Начиная с 1985 года в сериях «Бедствия и волшебные сказки» («Disasters and Fairy Tales») и «Гражданская война» («Civil War») Синди Шерман представляет лица мутантов и разъятые, раненные, запачканные жидкостями и отбросами, гниющие тела. Исследование границ женственности ведется здесь исходя из той роли, какую различные субстанции и отвращение к ним играют в построении телесных и субъективных границ женщины не с позиций внешней оболочки, которую ей навязывают стереотипы, а с точки зрения ее фантазмов о ее собственных безобразных внутренностях. В работе «Без названия #175» (1987) тревожная голубоватая атмосфера обволакивает неопределенные предметы, разбросанные по полу: куски мяса, маленькие раковины, наполненные сластями, напоминающими по виду экскременты, неопределенные субстанции, осциллирующие между едой и рвотными массами. Среди всего этого беспорядка возникает пара солнечных очков, где отражается лицо женщины, которая не то кричит от ужаса, не то содрогается в приступе рвоты при виде этих разнообразных мерзостей, вторгающихся в ее чистое и опрятное тело, угрожающих ему – но при этом его составляющих. Неопределенность между пирожным и дерьмом или едой и рвотными массами обозначает смешение входящих и выходящих из тела омерзительных жидкостей, то есть проницаемость и нестабильность его границ, хрупкость его единства. Таким образом, чистое, единое и безукоризненно ограниченное тело социальных и культурных стереотипов – не более чем иллюзия, попытка контролировать мерзость. Попытка эта тщетна, поскольку тела, в особенности женские, являются не замкнутыми предметами, а машинами, которые насквозь и во всех направлениях проницаемы – то есть пронзаемы – потоками веществ.
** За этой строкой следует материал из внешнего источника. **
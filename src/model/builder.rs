use itertools::iproduct;
use log::{debug, info};
use ndarray::{Array1, Array2};
use typed_index_collections::TiVec;

use super::vars::AddVars;
use super::{AssembledSystem, Constraint, LinExpr, LinSum, Phase, VarKind, Variables};
use crate::config::PlanningConfig;
use crate::error::{check_shape, Error, Result};
use crate::forecast::Forecast;

/// The data a model is built from
#[derive(Debug, Clone, PartialEq)]
pub struct ModelInputs {
    /// Cost of moving one patient from `i` to `j`, `(N, N)`
    pub costs: Array2<f64>,
    /// Free capacity on the first day, `(N,)`
    pub sigma: Array1<f64>,
    /// Unassigned patients on the first day, `(N,)`
    pub theta: Array1<f64>,
    /// New demand before the turnover cutoff, `(N, T)`
    pub alpha: Array2<f64>,
    /// New backlog inflow, `(N, T)`
    pub beta: Array2<f64>,
}

impl ModelInputs {
    pub fn new(
        costs: Array2<f64>,
        sigma: Array1<f64>,
        theta: Array1<f64>,
        forecast: Forecast,
    ) -> ModelInputs {
        ModelInputs {
            costs,
            sigma,
            theta,
            alpha: forecast.alpha,
            beta: forecast.beta,
        }
    }

    /// Takes the nested vectors produced by a loader. Only the cost matrix is reshaped
    /// here; dimensions are checked against the configuration by `ModelBuilder::build`.
    pub fn from_raw(
        costs: &[Vec<f64>],
        sigma: &[f64],
        theta: &[f64],
        forecast: Forecast,
    ) -> Result<ModelInputs> {
        let rows = costs.len();
        let cols = costs.first().map(|row| row.len()).unwrap_or(0);
        if costs.iter().any(|row| row.len() != cols) {
            return Err(Error::InvalidParameter(
                "the rows of the cost matrix differ in length".to_string(),
            ));
        }
        let flat = costs.iter().flatten().copied().collect();
        let costs = Array2::from_shape_vec((rows, cols), flat)
            .map_err(|err| Error::InvalidParameter(err.to_string()))?;

        Ok(ModelInputs::new(
            costs,
            Array1::from(sigma.to_vec()),
            Array1::from(theta.to_vec()),
            forecast,
        ))
    }
}

pub struct ModelBuilder {
    config: PlanningConfig,
}

#[allow(non_snake_case)]
impl ModelBuilder {
    pub fn new(config: &PlanningConfig) -> ModelBuilder {
        ModelBuilder {
            config: config.clone(),
        }
    }

    /// Builds the allocation model. Every input is validated before anything is generated.
    pub fn build(&self, inputs: &ModelInputs) -> Result<AssembledSystem> {
        self.validate(inputs)?;

        let N = self.config.locations();
        let T = self.config.days();
        info!(
            "Building allocation model for {} locations over {} days (epsilon = {})",
            N,
            T,
            self.config.epsilon()
        );

        //*************CREATE VARIABLES*************//
        let mut store = TiVec::new();
        let vars = Variables {
            a: (N, N, T).integer(&mut store, "A", VarKind::Transfer),
            d: (N, T).integer(&mut store, "D", VarKind::Idle),
            h: (N, T).integer(&mut store, "H", VarKind::Backlog),
        };
        debug!("Declared {} variables", store.len());

        let objective = self.objective(&vars, &inputs.costs);

        // ******************** ADD CONSTRAINTS ********************
        let mut constraints = Vec::new();
        Self::initial_capacity(&mut constraints, &vars, &inputs.sigma);
        Self::initial_backlog(&mut constraints, &vars, &inputs.theta);
        self.capacity_balance(&mut constraints, &vars, &inputs.alpha);
        Self::backlog_balance(&mut constraints, &vars, &inputs.beta);

        let system = AssembledSystem::new("patient_allocation", store, vars, objective, constraints);
        info!(
            "Successfully built allocation model {} with {} variables and {} constraints",
            system.run_id(),
            system.vars().len(),
            system.constraints().len()
        );
        Ok(system)
    }

    fn validate(&self, inputs: &ModelInputs) -> Result<()> {
        let N = self.config.locations();
        let T = self.config.days();

        let (rows, cols) = inputs.costs.dim();
        if rows != cols {
            return Err(Error::InvalidParameter(format!(
                "the cost matrix must be square, got {} x {}",
                rows, cols
            )));
        }
        check_shape("costs", &[N, N], inputs.costs.shape())?;
        check_shape("sigma", &[N], inputs.sigma.shape())?;
        check_shape("theta", &[N], inputs.theta.shape())?;
        check_shape("alpha", &[N, T], inputs.alpha.shape())?;
        check_shape("beta", &[N, T], inputs.beta.shape())?;

        for (name, values) in [("sigma", &inputs.sigma), ("theta", &inputs.theta)] {
            if let Some((i, v)) = values
                .iter()
                .enumerate()
                .find(|(_, v)| !(v.is_finite() && **v >= 0.0 && v.fract() == 0.0))
            {
                return Err(Error::InvalidParameter(format!(
                    "{}[{}] = {} must be a non-negative integer",
                    name, i, v
                )));
            }
        }

        if let Some(((i, j), c)) = inputs
            .costs
            .indexed_iter()
            .find(|(_, c)| !(c.is_finite() && **c >= 0.0))
        {
            return Err(Error::InvalidParameter(format!(
                "cost[{}][{}] = {} must be finite and non-negative",
                i, j, c
            )));
        }

        for (name, values) in [("alpha", &inputs.alpha), ("beta", &inputs.beta)] {
            if let Some(((i, t), v)) = values.indexed_iter().find(|(_, v)| !v.is_finite()) {
                return Err(Error::InvalidParameter(format!(
                    "{}[{}][{}] = {} is not finite",
                    name, i, t, v
                )));
            }
        }

        let epsilon = self.config.epsilon();
        if let Some(((i, t), v)) = inputs
            .alpha
            .indexed_iter()
            .find(|((_, t), v)| *t >= epsilon && **v != 0.0)
        {
            return Err(Error::InvalidParameter(format!(
                "alpha[{}][{}] = {} must be zero from day epsilon = {} on",
                i, t, v, epsilon
            )));
        }

        Ok(())
    }

    /// Backlog is weighted by the number of remaining days, so it is resolved as early as
    /// possible. Transfers are weighted by their cost.
    fn objective(&self, vars: &Variables, costs: &Array2<f64>) -> LinExpr {
        let T = self.config.days();
        let W = self.config.backlog_weight();

        let backlog = vars
            .h
            .indexed_iter()
            .map(|((_, t), h)| *h * ((T - t) as f64 * W))
            .lin_sum();

        let transfers = vars
            .a
            .indexed_iter()
            .map(|((i, j, _), a)| *a * costs[(i, j)])
            .lin_sum();

        backlog + transfers
    }

    /// `D[i][0] + A[i][i][0] == sigma[i]`
    fn initial_capacity(constraints: &mut Vec<Constraint>, vars: &Variables, sigma: &Array1<f64>) {
        for (i, s) in sigma.indexed_iter() {
            constraints.push(Constraint::equality(
                format!("init_cap_{}", i),
                Phase::InitialCapacity,
                vars.d[(i, 0)] + vars.a[(i, i, 0)],
                *s,
            ));
        }
    }

    /// `H[i][0] + sum_j A[i][j][0] == theta[i]`
    fn initial_backlog(constraints: &mut Vec<Constraint>, vars: &Variables, theta: &Array1<f64>) {
        let N = theta.len();
        for (i, th) in theta.indexed_iter() {
            let assigned = (0..N).map(|j| vars.a[(i, j, 0)]).lin_sum();
            constraints.push(Constraint::equality(
                format!("init_backlog_{}", i),
                Phase::InitialBacklog,
                vars.h[(i, 0)] + assigned,
                *th,
            ));
        }
    }

    /// Idle capacity evolves with the forecasted demand and the patients received. When the
    /// horizon exceeds epsilon, beds taken by transfers made epsilon days earlier are
    /// freed again.
    fn capacity_balance(
        &self,
        constraints: &mut Vec<Constraint>,
        vars: &Variables,
        alpha: &Array2<f64>,
    ) {
        let N = self.config.locations();
        let T = self.config.days();
        let epsilon = self.config.epsilon();
        let received = |j: usize, t: usize| (0..N).map(|i| vars.a[(i, j, t)]).lin_sum();

        let before_turnover = if self.config.recycles_capacity() {
            debug!("Horizon exceeds epsilon, adding recycling balance");
            1..epsilon
        } else {
            1..T
        };

        for (j, t) in iproduct!(0..N, before_turnover) {
            let lhs = vars.d[(j, t)] - vars.d[(j, t - 1)] + received(j, t);
            constraints.push(Constraint::equality(
                format!("cap_bal_{}_{}", j, t),
                Phase::CapacityBalance,
                lhs,
                alpha[(j, t)],
            ));
        }

        if self.config.recycles_capacity() {
            for (j, t) in iproduct!(0..N, epsilon..T) {
                let rhs = vars.d[(j, t - 1)] + alpha[(j, t)] + received(j, t - epsilon)
                    - received(j, t);
                constraints.push(Constraint::equality(
                    format!("cap_recycle_{}_{}", j, t),
                    Phase::CapacityBalance,
                    vars.d[(j, t)],
                    rhs,
                ));
            }
        }
    }

    /// `H[i][t] == H[i][t-1] + beta[i][t] - sum_j A[i][j][t]` for `t >= 1`
    fn backlog_balance(constraints: &mut Vec<Constraint>, vars: &Variables, beta: &Array2<f64>) {
        let (N, T) = beta.dim();
        for (i, t) in iproduct!(0..N, 1..T) {
            let assigned = (0..N).map(|j| vars.a[(i, j, t)]).lin_sum();
            constraints.push(Constraint::equality(
                format!("backlog_bal_{}_{}", i, t),
                Phase::BacklogBalance,
                vars.h[(i, t)],
                vars.h[(i, t - 1)] + beta[(i, t)] - assigned,
            ));
        }
    }
}
use std::path::Path;

use chrono::{Local, NaiveDate};
use log::info;
use serde::{Deserialize, Serialize};

use crate::config::PlanningConfig;
use crate::error::{Error, Result};
use crate::forecast::{ForecastEngine, GrowthParameters};
use crate::model::{AssembledSystem, ModelBuilder, ModelInputs};

/// Everything needed to build one allocation model, as delivered by a loader
#[derive(Debug, Clone, PartialEq, Serialize, Deserialize)]
pub struct Scenario {
    pub config: PlanningConfig,
    /// Free ICU beds per location on the first day
    pub sigma: Vec<f64>,
    /// Patients waiting for a bed per location on the first day
    pub theta: Vec<f64>,
    /// One row per location: `a, b, r, prob_hospital, <unused>, prob_icu`
    pub growth_parameters: Vec<Vec<f64>>,
    pub costs: Vec<Vec<f64>>,
    /// Days since the onset of the epidemic. Derived from `onset` when absent.
    #[serde(default)]
    pub elapsed_days: Option<i64>,
    #[serde(default)]
    pub onset: Option<NaiveDate>,
    /// The date the model is built for, today when absent
    #[serde(default)]
    pub as_of: Option<NaiveDate>,
}

impl Scenario {
    pub fn from_json(json: &str) -> Result<Scenario> {
        let scenario: Scenario = serde_json::from_str(json)?;
        scenario.config.validate()?;
        Ok(scenario)
    }

    pub fn from_path<P: AsRef<Path>>(path: P) -> Result<Scenario> {
        let file = std::fs::File::open(path)?;
        let reader = std::io::BufReader::new(file);
        let scenario: Scenario = serde_json::from_reader(reader)?;
        scenario.config.validate()?;
        Ok(scenario)
    }

    /// The number of days since the onset of the epidemic
    pub fn elapsed_days(&self) -> Result<i64> {
        match (self.elapsed_days, self.onset) {
            (Some(days), _) => Ok(days),
            (None, Some(onset)) => {
                let as_of = self.as_of.unwrap_or_else(|| Local::now().date_naive());
                Ok(elapsed_days(onset, as_of))
            }
            (None, None) => Err(Error::InvalidParameter(
                "either elapsed_days or onset must be given".to_string(),
            )),
        }
    }

    /// Forecasts demand and builds the allocation model
    pub fn build(&self) -> Result<AssembledSystem> {
        let params = GrowthParameters::from_table(&self.growth_parameters, self.config.locations())?;
        let elapsed = self.elapsed_days()?;
        info!("Building scenario {} days after onset", elapsed);

        let forecast = ForecastEngine::new(&self.config).forecast(&params, elapsed)?;
        let inputs = ModelInputs::from_raw(&self.costs, &self.sigma, &self.theta, forecast)?;
        ModelBuilder::new(&self.config).build(&inputs)
    }
}

/// Whole days from `onset` to `as_of`, negative when `as_of` precedes the onset
pub fn elapsed_days(onset: NaiveDate, as_of: NaiveDate) -> i64 {
    (as_of - onset).num_days()
}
Вода, урина, еда, рвотные массы, дерьмо, сперма, кровь непрестанно протекают по телу, вторгаются в него, переопределяют его границы и посягают на них в серии актов: питье, мочеиспускание, еда, рвота, совокупление и т. д. Тела поглощают, переваривают и выбрасывают отходы. Жидкости бегут по ним, как по трубам, наполняют их через все отверстия. Чистые материалы и жидкости, когда их выбрасывают, обнаруживаются как нечистое и тем самым присоединяются к непристойному. Именно в этом пространстве за пределами стереотипов и мерзости, между чистым и непристойным, образом и выделением, внешним и внутренним и находится женский субъект Синди Шерман.